In 2007, Hospira purchased Mayne Pharma Ltd., an Australian-based specialty injectable pharmaceuticals company, for $2.1 billion.

In 2009, Hospira acquired the biotechnology business from Pliva-Croatia, the generic injectable pharmaceuticals business of Orchid Chemicals & Pharmaceuticals Ltd., a leading Indian pharmaceuticals company, for approximately $400 million, and TheraDoc, a clinical informatics company that develops hospital surveillance systems, in 2009. In 2010, Hospira acquired Javelin Pharmaceuticals, Inc., maker of post-operative pain management drug Dyloject, for approximately $145 million.

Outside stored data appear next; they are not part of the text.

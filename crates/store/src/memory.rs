//! Artifact store kept in process memory.

use async_trait::async_trait;
use bytes::Bytes;
use dashmap::DashMap;

use audit_gate_core::{traits::ArtifactStore, Result};

/// Artifacts keyed by path, shared across tasks.
///
/// Used when no object storage is configured, and in tests.
#[derive(Debug)]
pub struct InMemoryArtifactStore {
    data: DashMap<String, Bytes>,
    base_url: String,
}

impl InMemoryArtifactStore {
    pub fn new() -> Self {
        Self::with_base_url("mem://")
    }

    /// URLs are `{base_url}{key}`.
    pub fn with_base_url(base_url: impl Into<String>) -> Self {
        Self {
            data: DashMap::new(),
            base_url: base_url.into(),
        }
    }

    pub fn get(&self, key: &str) -> Option<Bytes> {
        self.data.get(key).map(|r| r.value().clone())
    }

    pub fn len(&self) -> usize {
        self.data.len()
    }

    pub fn is_empty(&self) -> bool {
        self.data.is_empty()
    }

    /// Sum of stored blob sizes in bytes.
    pub fn memory_usage(&self) -> usize {
        self.data.iter().map(|r| r.value().len()).sum()
    }
}

impl Default for InMemoryArtifactStore {
    fn default() -> Self {
        Self::new()
    }
}

#[async_trait]
impl ArtifactStore for InMemoryArtifactStore {
    async fn put(&self, key: &str, blob: Bytes) -> Result<String> {
        tracing::debug!(key = %key, size = blob.len(), "Storing artifact in memory");
        self.data.insert(key.to_string(), blob);
        Ok(format!("{}{}", self.base_url, key))
    }
}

In 2011, Hospira's board chose Mike Ball, formerly president of Allergan, as Hospira's new CEO. Ball became CEO in March 2011. Hospira named John Staley its non-executive chairman with the retirement of former executive chairman Christopher Begley in January 2012. Begley had announced his retirement as Hospira's chief executive in August 2010, but had remained as executive chairman.

In 2015, Pfizer signed an agreement to acquire Hospira. The roughly $17 billion acquisition was completed in September, 2015. A year later Pfizer sold the medical devices portion of Hospira to ICU Medical for roughly $900 million in cash, stock, and other consideration.

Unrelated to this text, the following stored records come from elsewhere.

//! Tracing subscriber setup.

use audit_gate_core::{Error, Result};
use opentelemetry::trace::TracerProvider as _;
use opentelemetry::KeyValue;
use opentelemetry_otlp::WithExportConfig;
use opentelemetry_sdk::{runtime, trace as sdktrace, Resource};
use tracing_subscriber::{layer::SubscriberExt, util::SubscriberInitExt};

/// Install the global subscriber.
///
/// Filtering comes from `RUST_LOG`. When `json` is set, events are written
/// as one JSON object per line. Spans are also exported over OTLP when
/// `OTEL_EXPORTER_OTLP_ENDPOINT` is present.
pub fn configure_tracing(json: bool) -> Result<()> {
    let env_filter = tracing_subscriber::EnvFilter::new(
        std::env::var("RUST_LOG").unwrap_or_else(|_| "info,audit_gate=debug".into()),
    );

    let registry = tracing_subscriber::registry()
        .with(env_filter)
        .with(json.then(|| tracing_subscriber::fmt::layer().json()))
        .with((!json).then(|| tracing_subscriber::fmt::layer()));

    if let Ok(endpoint) = std::env::var("OTEL_EXPORTER_OTLP_ENDPOINT") {
        let provider = opentelemetry_otlp::new_pipeline()
            .tracing()
            .with_exporter(
                opentelemetry_otlp::new_exporter()
                    .tonic()
                    .with_endpoint(endpoint.clone()),
            )
            .with_trace_config(
                sdktrace::config().with_resource(Resource::new(vec![KeyValue::new(
                    "service.name",
                    "auditgate",
                )])),
            )
            .install_batch(runtime::Tokio)
            .map_err(|e| Error::config(format!("Failed to install OTLP pipeline: {}", e)))?;

        let tracer = provider.tracer("auditgate");
        let otel_layer = tracing_opentelemetry::layer().with_tracer(tracer);
        registry
            .with(otel_layer)
            .try_init()
            .map_err(|e| Error::config(format!("Failed to install subscriber: {}", e)))?;
        tracing::info!(endpoint = %endpoint, "OpenTelemetry tracing enabled");
    } else {
        registry
            .try_init()
            .map_err(|e| Error::config(format!("Failed to install subscriber: {}", e)))?;
    }

    Ok(())
}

In 2020 through 2022, Pfizer used Hospira, Inc. as a trade name in reference to the subsidiary's involvement in as a supplier of 0.9% Sodium chloride Injection USP diluent for use with the Pfizer–BioNTech COVID-19 vaccine.

==Sodium thiopental production==
Sodium thiopental is an anesthetic discovered by Abbott Laboratories in the 1930s. Hospira manufactured the drug after splitting off from Abbott under the brand name Pentothal. The WHO considers it an essential drug. However, it is also used as part of the lethal injection protocol in many US states. Though Hospira has supplied these states with the drug, it has said, "we do not support the use of any of our products in capital punishment procedures."

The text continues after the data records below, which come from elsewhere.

//! Error types for AuditGate.

use thiserror::Error;

/// Result type alias using AuditGate's Error type.
pub type Result<T> = std::result::Result<T, Error>;

/// Core error type for AuditGate.
#[derive(Error, Debug)]
pub enum Error {
    // =========================================================================
    // Ledger Errors
    // =========================================================================
    #[error("Quota ledger error: {0}")]
    Ledger(String),

    // =========================================================================
    // Cache Errors
    // =========================================================================
    #[error("Internal inconsistency: {0}")]
    InternalInconsistency(String),

    // =========================================================================
    // Analysis Errors
    // =========================================================================
    #[error("Analysis failed: {0}")]
    Analysis(String),

    #[error("Timeout: {0}")]
    Timeout(String),

    // =========================================================================
    // Side Effect Errors
    // =========================================================================
    #[error("Storage error: {0}")]
    Storage(String),

    #[error("Notarization error: {0}")]
    Notarization(String),

    #[error("Publication error: {0}")]
    Publication(String),

    // =========================================================================
    // Job Queue Errors
    // =========================================================================
    #[error("Job not found: {0}")]
    JobNotFound(String),

    #[error("Job {id} cannot be cancelled in state {state}")]
    JobNotCancellable { id: String, state: String },

    // =========================================================================
    // Generic Errors
    // =========================================================================
    #[error("Configuration error: {0}")]
    Config(String),

    #[error("Invalid request: {0}")]
    InvalidRequest(String),

    #[error("Serialization error: {0}")]
    Serialization(#[from] serde_json::Error),

    #[error(transparent)]
    Other(#[from] anyhow::Error),
}

impl Error {
    /// Create a ledger error.
    pub fn ledger(msg: impl Into<String>) -> Self {
        Self::Ledger(msg.into())
    }

    /// Create an internal inconsistency error.
    pub fn inconsistency(msg: impl Into<String>) -> Self {
        Self::InternalInconsistency(msg.into())
    }

    /// Create an analysis error.
    pub fn analysis(msg: impl Into<String>) -> Self {
        Self::Analysis(msg.into())
    }

    /// Create a timeout error.
    pub fn timeout(msg: impl Into<String>) -> Self {
        Self::Timeout(msg.into())
    }

    /// Create a storage error.
    pub fn storage(msg: impl Into<String>) -> Self {
        Self::Storage(msg.into())
    }

    /// Create a notarization error.
    pub fn notarization(msg: impl Into<String>) -> Self {
        Self::Notarization(msg.into())
    }

    /// Create a publication error.
    pub fn publication(msg: impl Into<String>) -> Self {
        Self::Publication(msg.into())
    }

    /// Create a configuration error.
    pub fn config(msg: impl Into<String>) -> Self {
        Self::Config(msg.into())
    }

    /// Create an invalid request error.
    pub fn invalid_request(msg: impl Into<String>) -> Self {
        Self::InvalidRequest(msg.into())
    }
}

impl From<config::ConfigError> for Error {
    fn from(err: config::ConfigError) -> Self {
        Self::Config(err.to_string())
    }
}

In January 2011, the company announced that it would stop producing sodium thiopental. Hospira had recently moved production of the drug from a plant in North Carolina to a plant in Liscate, Italy. However, the Italian government would only allow Hospira to manufacture it if they could guarantee it wouldn't be used in capital punishment. The Italian constitution bans the use of capital punishment. Company officials determined there was no way it could prevent sodium thiopental from being used in executions, and did not want to expose their employees to liability.

==Legislation and litigation==

In August 2009, Hospira introduced a generic version of oxaliplatin, originally developed by Sanofi-Aventis SA for treating colon cancer. In April 2010, Hospira announced a legal settlement with Sanofi-Aventis, under the terms of which Hospira agreed to stop selling oxaliplatin injection in the United States by June 30, 2010, with the stipulation that they could relaunch the product on August 9, 2012.

In 2010, the U.S. Congress passed legislation that would allow the marketing of biosimilar drugs in the United States. The legislation provided for 12 years of data exclusivity for brand-name biologics. Some consumer groups, like AARP, oppose this provision, saying it would cause lack of access to the promise of such drugs.

==Competitors==

Hospira's competitors in specialty injectable pharmaceuticals include Fresenius AG, Baxter International Inc., Bedford Laboratories, Mylan, Sandoz, Teva Pharmaceuticals as well as divisions of several multinational pharmaceutical companies. Its competitors in medication management systems include Baxter, B. Braun Melsungen AG, CareFusion and Fresenius Medical Care AG.

==Infusion pump system firmware vulnerability disclosures==
In 2014-2015 two security researchers independently identified what were described as severe defects in Hospira's PCA system firmware, the software controlling various of their drug infusion equipment (CVE-2015-3459 and further advisory ICSA-15-125-01B). Numerous remote exploit vulnerabilities were found, in what was believed to be the first FDA safety advisory of its kind. This was followed in July 2015 by a second FDA recommendation that hospitals discontinue use of the affected pumps entirely. The devices, extent of their flaws, and implications, were widely discussed.